• [EXERCISE PROMPT]: Word for word, set down the entries below.

-- EXERCISE MATERIAL follows --

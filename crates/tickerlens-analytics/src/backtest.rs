//! Daily-close backtests of a sentiment-gated strategy against buy-and-hold.
//!
//! All curves are cumulative growth factors seeded at `1.0` on the first
//! trading day of the window. Day `t` earns `close[t] / close[t - 1] - 1`
//! scaled by the exposure decided at the end of day `t - 1`.

use std::fmt::{Display, Formatter};

use serde::{Deserialize, Serialize};
use tickerlens_core::{DateRange, PriceSeries, Symbol, TradingDate, ValidationError};
use tracing::debug;

use crate::config::EngineConfig;
use crate::metrics::PerformanceMetrics;
use crate::signal::DailySentiment;
use crate::AnalyticsError;

/// Closes a backtest window needs to produce one return.
pub(crate) const MIN_POINTS: usize = 2;

#[derive(Debug, Clone, Copy, Default, PartialEq, Eq, Serialize, Deserialize)]
#[serde(rename_all = "kebab-case")]
pub enum StrategyKind {
    /// Long the next day when the previous day's sentiment was positive, flat otherwise.
    #[default]
    Sentiment,
    BuyAndHold,
    /// Equal monthly tranches; uninvested capital waits as cash.
    #[serde(rename = "dca")]
    DollarCostAveraging,
}

impl StrategyKind {
    pub const ALL: [Self; 3] = [Self::Sentiment, Self::BuyAndHold, Self::DollarCostAveraging];

    pub const fn as_str(self) -> &'static str {
        match self {
            Self::Sentiment => "sentiment",
            Self::BuyAndHold => "buy-and-hold",
            Self::DollarCostAveraging => "dca",
        }
    }
}

impl Display for StrategyKind {
    fn fmt(&self, f: &mut Formatter<'_>) -> std::fmt::Result {
        f.write_str(self.as_str())
    }
}

#[derive(Debug, Clone, PartialEq, Serialize, Deserialize)]
pub struct BacktestResult {
    pub strategy: StrategyKind,
    pub symbol: Symbol,
    pub range: DateRange,
    pub dates: Vec<TradingDate>,
    /// `returns[0]` is always `0.0`.
    pub returns: Vec<f64>,
    /// Fraction of the portfolio held in the asset while earning `returns[t]`.
    pub exposure: Vec<f64>,
    pub strategy_returns: Vec<f64>,
    pub strategy_cum: Vec<f64>,
    pub benchmark_cum: Vec<f64>,
    pub strategy_metrics: PerformanceMetrics,
    pub benchmark_metrics: PerformanceMetrics,
    pub initial_capital: f64,
    pub final_value: f64,
    pub pnl: f64,
}

/// Runs `kind` over the closes of `prices` that fall inside `range`.
pub fn run(
    prices: &PriceSeries,
    sentiment: &DailySentiment,
    range: DateRange,
    initial_capital: f64,
    kind: StrategyKind,
    config: &EngineConfig,
) -> Result<BacktestResult, AnalyticsError> {
    validate_capital(initial_capital)?;

    let window = prices.window(range);
    let actual = window.as_ref().map_or(0, PriceSeries::len);
    let Some(window) = window.filter(|series| series.len() >= MIN_POINTS) else {
        return Err(AnalyticsError::InsufficientData {
            required: MIN_POINTS,
            actual,
        });
    };

    let dates = window.dates();
    let closes = window.closes();
    let returns: Vec<f64> = std::iter::once(0.0).chain(window.returns()).collect();
    let benchmark_cum = cumulative(&returns);

    let (exposure, strategy_returns, strategy_cum) = match kind {
        StrategyKind::Sentiment => {
            let exposure = lagged_exposure(&dates, sentiment);
            gated(&returns, exposure)
        }
        StrategyKind::BuyAndHold => {
            let exposure = std::iter::once(0.0)
                .chain(std::iter::repeat(1.0))
                .take(returns.len())
                .collect();
            gated(&returns, exposure)
        }
        StrategyKind::DollarCostAveraging => dollar_cost_average(&dates, &closes, range),
    };

    let final_factor = strategy_cum.last().copied().unwrap_or(1.0);
    let final_value = initial_capital * final_factor;
    let result = BacktestResult {
        strategy: kind,
        symbol: window.symbol().clone(),
        range,
        strategy_metrics: PerformanceMetrics::compute(&strategy_cum, &strategy_returns, range, config),
        benchmark_metrics: PerformanceMetrics::compute(&benchmark_cum, &returns, range, config),
        dates,
        returns,
        exposure,
        strategy_returns,
        strategy_cum,
        benchmark_cum,
        initial_capital,
        final_value,
        pnl: final_value - initial_capital,
    };

    debug!(
        symbol = %result.symbol,
        strategy = %kind,
        days = result.dates.len(),
        final_value = result.final_value,
        "backtest finished"
    );
    Ok(result)
}

fn validate_capital(capital: f64) -> Result<(), ValidationError> {
    if !capital.is_finite() {
        return Err(ValidationError::NonFiniteValue {
            field: "initial_capital",
        });
    }
    if capital <= 0.0 {
        return Err(ValidationError::NonPositiveValue {
            field: "initial_capital",
        });
    }
    Ok(())
}

fn cumulative(returns: &[f64]) -> Vec<f64> {
    returns
        .iter()
        .scan(1.0, |growth, ret| {
            *growth *= 1.0 + ret;
            Some(*growth)
        })
        .collect()
}

/// `exposure[t]` is 1 when the sentiment on the previous trading date was positive.
fn lagged_exposure(dates: &[TradingDate], sentiment: &DailySentiment) -> Vec<f64> {
    std::iter::once(0.0)
        .chain(dates.windows(2).map(|pair| {
            if sentiment.get_or_neutral(pair[0]) > 0.0 {
                1.0
            } else {
                0.0
            }
        }))
        .collect()
}

fn gated(returns: &[f64], exposure: Vec<f64>) -> (Vec<f64>, Vec<f64>, Vec<f64>) {
    let strategy_returns: Vec<f64> = returns
        .iter()
        .zip(&exposure)
        .map(|(ret, weight)| ret * weight)
        .collect();
    let strategy_cum = cumulative(&strategy_returns);
    (exposure, strategy_returns, strategy_cum)
}

/// Trading-day index on which each monthly tranche is invested.
///
/// Anchors are the later of the month's first day and the range start; a
/// tranche whose anchor falls after the last close is never invested.
fn tranche_days(dates: &[TradingDate], range: DateRange) -> Vec<usize> {
    let mut days = Vec::new();
    let mut month = range.start.month_start();
    while month <= range.end {
        let anchor = month.max(range.start);
        if let Some(index) = dates.iter().position(|date| *date >= anchor) {
            days.push(index);
        }
        month = month.next_month_start();
    }
    days
}

fn dollar_cost_average(
    dates: &[TradingDate],
    closes: &[f64],
    range: DateRange,
) -> (Vec<f64>, Vec<f64>, Vec<f64>) {
    let months = range.calendar_months().max(1);
    let tranche = 1.0 / f64::from(months);
    let schedule = tranche_days(dates, range);

    let mut cash = 1.0_f64;
    let mut units = 0.0_f64;
    let mut curve: Vec<f64> = Vec::with_capacity(closes.len());
    let mut exposure: Vec<f64> = Vec::with_capacity(closes.len());

    for (index, close) in closes.iter().enumerate() {
        let held = match index.checked_sub(1) {
            Some(prev) if curve[prev] > 0.0 => units * closes[prev] / curve[prev],
            _ => 0.0,
        };
        exposure.push(held);

        for _ in schedule.iter().filter(|day| **day == index) {
            let amount = tranche.min(cash);
            units += amount / close;
            cash -= amount;
        }
        curve.push(cash + units * close);
    }

    let strategy_returns = std::iter::once(0.0)
        .chain(curve.windows(2).map(|pair| pair[1] / pair[0] - 1.0))
        .collect();
    (exposure, strategy_returns, curve)
}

-- EXERCISE MATERIAL concluded --

• [WRITTEN RESPONSE]:
filename crates/tickerlens-analytics/src/backtest.rs
//! Daily-close backtests of a sentiment-gated strategy against buy-and-hold.
//!
//! All curves are cumulative growth factors seeded at `1.0` on the first
//! trading day of the window. Day `t` earns `close[t] / close[t - 1] - 1`
//! scaled by the exposure decided at the end of day `t - 1`.

use std::fmt::{Display, Formatter};

use serde::{Deserialize, Serialize};
use tickerlens_core::{DateRange, PriceSeries, Symbol, TradingDate, ValidationError};
use tracing::debug;

use crate::config::EngineConfig;
use crate::metrics::PerformanceMetrics;
use crate::signal::DailySentiment;
use crate::AnalyticsError;

/// Closes a backtest window needs to produce one return.
pub(crate) const MIN_POINTS: usize = 2;

#[derive(Debug, Clone, Copy, Default, PartialEq, Eq, Serialize, Deserialize)]
#[serde(rename_all = "kebab-case")]
pub enum StrategyKind {
    /// Long the next day when the previous day's sentiment was positive, flat otherwise.
    #[default]
    Sentiment,
    BuyAndHold,
    /// Equal monthly tranches; uninvested capital waits as cash.
    #[serde(rename = "dca")]
    DollarCostAveraging,
}

impl StrategyKind {
    pub const ALL: [Self; 3] = [Self::Sentiment, Self::BuyAndHold, Self::DollarCostAveraging];

    pub const fn as_str(self) -> &'static str {
        match self {
            Self::Sentiment => "sentiment",
            Self::BuyAndHold => "buy-and-hold",
            Self::DollarCostAveraging => "dca",
        }
    }
}

impl Display for StrategyKind {
    fn fmt(&self, f: &mut Formatter<'_>) -> std::fmt::Result {
        f.write_str(self.as_str())
    }
}

#[derive(Debug, Clone, PartialEq, Serialize, Deserialize)]
pub struct BacktestResult {
    pub strategy: StrategyKind,
    pub symbol: Symbol,
    pub range: DateRange,
    pub dates: Vec<TradingDate>,
    /// `returns[0]` is always `0.0`.
    pub returns: Vec<f64>,
    /// Fraction of the portfolio held in the asset while earning `returns[t]`.
    pub exposure: Vec<f64>,
    pub strategy_returns: Vec<f64>,
    pub strategy_cum: Vec<f64>,
    pub benchmark_cum: Vec<f64>,
    pub strategy_metrics: PerformanceMetrics,
    pub benchmark_metrics: PerformanceMetrics,
    pub initial_capital: f64,
    pub final_value: f64,
    pub pnl: f64,
}

/// Runs `kind` over the closes of `prices` that fall inside `range`.
pub fn run(
    prices: &PriceSeries,
    sentiment: &DailySentiment,
    range: DateRange,
    initial_capital: f64,
    kind: StrategyKind,
    config: &EngineConfig,
) -> Result<BacktestResult, AnalyticsError> {
    validate_capital(initial_capital)?;

    let window = prices.window(range);
    let actual = window.as_ref().map_or(0, PriceSeries::len);
    let Some(window) = window.filter(|series| series.len() >= MIN_POINTS) else {
        return Err(AnalyticsError::InsufficientData {
            required: MIN_POINTS,
            actual,
        });
    };

    let dates = window.dates();
    let closes = window.closes();
    let returns: Vec<f64> = std::iter::once(0.0).chain(window.returns()).collect();
    let benchmark_cum = cumulative(&returns);

    let (exposure, strategy_returns, strategy_cum) = match kind {
        StrategyKind::Sentiment => {
            let exposure = lagged_exposure(&dates, sentiment);
            gated(&returns, exposure)
        }
        StrategyKind::BuyAndHold => {
            let exposure = std::iter::once(0.0)
                .chain(std::iter::repeat(1.0))
                .take(returns.len())
                .collect();
            gated(&returns, exposure)
        }
        StrategyKind::DollarCostAveraging => dollar_cost_average(&dates, &closes, range),
    };

    let final_factor = strategy_cum.last().copied().unwrap_or(1.0);
    let final_value = initial_capital * final_factor;
    let result = BacktestResult {
        strategy: kind,
        symbol: window.symbol().clone(),
        range,
        strategy_metrics: PerformanceMetrics::compute(&strategy_cum, &strategy_returns, range, config),
        benchmark_metrics: PerformanceMetrics::compute(&benchmark_cum, &returns, range, config),
        dates,
        returns,
        exposure,
        strategy_returns,
        strategy_cum,
        benchmark_cum,
        initial_capital,
        final_value,
        pnl: final_value - initial_capital,
    };

    debug!(
        symbol = %result.symbol,
        strategy = %kind,
        days = result.dates.len(),
        final_value = result.final_value,
        "backtest finished"
    );
    Ok(result)
}

fn validate_capital(capital: f64) -> Result<(), ValidationError> {
    if !capital.is_finite() {
        return Err(ValidationError::NonFiniteValue {
            field: "initial_capital",
        });
    }
    if capital <= 0.0 {
        return Err(ValidationError::NonPositiveValue {
            field: "initial_capital",
        });
    }
    Ok(())
}

fn cumulative(returns: &[f64]) -> Vec<f64> {
    returns
        .iter()
        .scan(1.0, |growth, ret| {
            *growth *= 1.0 + ret;
            Some(*growth)
        })
        .collect()
}

/// `exposure[t]` is 1 when the sentiment on the previous trading date was positive.
fn lagged_exposure(dates: &[TradingDate], sentiment: &DailySentiment) -> Vec<f64> {
    std::iter::once(0.0)
        .chain(dates.windows(2).map(|pair| {
            if sentiment.get_or_neutral(pair[0]) > 0.0 {
                1.0
            } else {
                0.0
            }
        }))
        .collect()
}

fn gated(returns: &[f64], exposure: Vec<f64>) -> (Vec<f64>, Vec<f64>, Vec<f64>) {
    let strategy_returns: Vec<f64> = returns
        .iter()
        .zip(&exposure)
        .map(|(ret, weight)| ret * weight)
        .collect();
    let strategy_cum = cumulative(&strategy_returns);
    (exposure, strategy_returns, strategy_cum)
}

/// Trading-day index on which each monthly tranche is invested.
///
/// Anchors are the later of the month's first day and the range start; a
/// tranche whose anchor falls after the last close is never invested.
fn tranche_days(dates: &[TradingDate], range: DateRange) -> Vec<usize> {
    let mut days = Vec::new();
    let mut month = range.start.month_start();
    while month <= range.end {
        let anchor = month.max(range.start);
        if let Some(index) = dates.iter().position(|date| *date >= anchor) {
            days.push(index);
        }
        month = month.next_month_start();
    }
    days
}

fn dollar_cost_average(
    dates: &[TradingDate],
    closes: &[f64],
    range: DateRange,
) -> (Vec<f64>, Vec<f64>, Vec<f64>) {
    let months = range.calendar_months().max(1);
    let tranche = 1.0 / f64::from(months);
    let schedule = tranche_days(dates, range);

    let mut cash = 1.0_f64;
    let mut units = 0.0_f64;
    let mut curve: Vec<f64> = Vec::with_capacity(closes.len());
    let mut exposure: Vec<f64> = Vec::with_capacity(closes.len());

    for (index, close) in closes.iter().enumerate() {
        let held = match index.checked_sub(1) {
            Some(prev) if curve[prev] > 0.0 => units * closes[prev] / curve[prev],
            _ => 0.0,
        };
        exposure.push(held);

        for _ in schedule.iter().filter(|day| **day == index) {
            let amount = tranche.min(cash);
            units += amount / close;
            cash -= amount;
        }
        curve.push(cash + units * close);
    }

    let strategy_returns = std::iter::once(0.0)
        .chain(curve.windows(2).map(|pair| pair[1] / pair[0] - 1.0))
        .collect();
    (exposure, strategy_returns, curve)
}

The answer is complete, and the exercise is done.